How to Choose a Nursing Home

  • Clinical Capacity: Experience with dementia, antipsychotic-use oversight, fall prevention, and staff-to-resident ratios on evenings/nights.
  • Environment: Secured units with safe wandering paths; calm common areas; signage and cues for orientation.
  • Care Planning: How the team individualizes routines, communicates with families, and handles transitions (hospitalizations, hospice).
  • Transparency: Clarity on what Medicaid covers vs. resident responsibility; candid admissions policies about Medicaid-Pending and waitlists.

Bottom Line

Medicaid can make long-term nursing home care financially possible when your parent meets medical (nursing-facility level of care) and financial (income/assets) criteria. For families living with dementia, frame your application around real-world safety risks, ADL dependence, and the ongoing need for 24/7 supervision then choose a facility that truly understands dementia care.
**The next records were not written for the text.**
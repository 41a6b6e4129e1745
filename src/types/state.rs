//! Session state and cumulative statistics

use std::fmt;

use serde::{Deserialize, Serialize};

use super::messages::ResultMessage;

/// Lifecycle state of an agent session
#[derive(Debug, Clone, Copy, Default, PartialEq, Eq, Hash, Serialize, Deserialize)]
#[serde(rename_all = "snake_case")]
pub enum SessionState {
    /// Created, never started
    #[default]
    NotStarted,
    /// `start()` in progress
    Initializing,
    /// Ready for the next user message
    Idle,
    /// A turn is in flight
    Working,
    /// A turn is paused on a permission request
    WaitingForPermission,
    /// Stopped by the caller; restartable
    Exited,
    /// Turn failed; restartable
    Error,
}

impl SessionState {
    /// Whether a turn (and therefore a child process) is in flight
    #[must_use]
    pub const fn is_in_flight(self) -> bool {
        matches!(self, Self::Working | Self::WaitingForPermission)
    }

    /// Whether `start()` is legal from this state
    #[must_use]
    pub const fn can_start(self) -> bool {
        matches!(self, Self::NotStarted | Self::Exited | Self::Error)
    }
}

impl fmt::Display for SessionState {
    fn fmt(&self, f: &mut fmt::Formatter<'_>) -> fmt::Result {
        let name = match self {
            Self::NotStarted => "not started",
            Self::Initializing => "initializing",
            Self::Idle => "idle",
            Self::Working => "working",
            Self::WaitingForPermission => "waiting for permission",
            Self::Exited => "exited",
            Self::Error => "in error",
        };
        f.write_str(name)
    }
}

/// Running totals folded from every turn's `result` message
#[derive(Debug, Clone, Copy, Default, PartialEq, Serialize, Deserialize)]
pub struct SessionStats {
    /// Total cost in USD
    pub total_cost_usd: f64,
    /// Total wall-clock duration in milliseconds
    pub total_duration_ms: u64,
    /// Total agent turns reported by the CLI
    pub total_turns: u64,
    /// Completed request/response cycles
    pub results: u64,
    /// Uncached input tokens
    pub input_tokens: u64,
    /// Output tokens
    pub output_tokens: u64,
    /// Input tokens written to the prompt cache
    pub cache_creation_input_tokens: u64,
    /// Input tokens read from the prompt cache
    pub cache_read_input_tokens: u64,
}

impl SessionStats {
    /// Add one turn's result into the running totals
    pub fn fold(&mut self, result: &ResultMessage) {
        self.total_cost_usd += result.total_cost_usd.unwrap_or(0.0);
        self.total_duration_ms += result.duration_ms;
        self.total_turns += u64::from(result.num_turns);
        self.results += 1;
        if let Some(usage) = result.usage {
            self.input_tokens += usage.input_tokens;
            self.output_tokens += usage.output_tokens;
            self.cache_creation_input_tokens += usage.cache_creation_input_tokens;
            self.cache_read_input_tokens += usage.cache_read_input_tokens;
        }
    }
}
Start early, gather documentation, and use your state’s application portal and local resources to avoid delays.

References

  1. A Place for Mom “Medicaid and Nursing Homes: Coverage, Eligibility Requirements, and How to Apply.
  2. Commonwealth of Pennsylvania (DHS) “Apply for Long-Term Care Services.”
  3. MedicaidLongTermCare.org “Pennsylvania Medicaid Programs for Long-Term Care.”
  4. Centers for Medicare & Medicaid Services (CMMI) “Guiding an Improved Dementia Experience (GUIDE) Model.”
  5. PA Elder Law “Medicaid 5-Year Look-Back in Pennsylvania: Penalties and Rules.”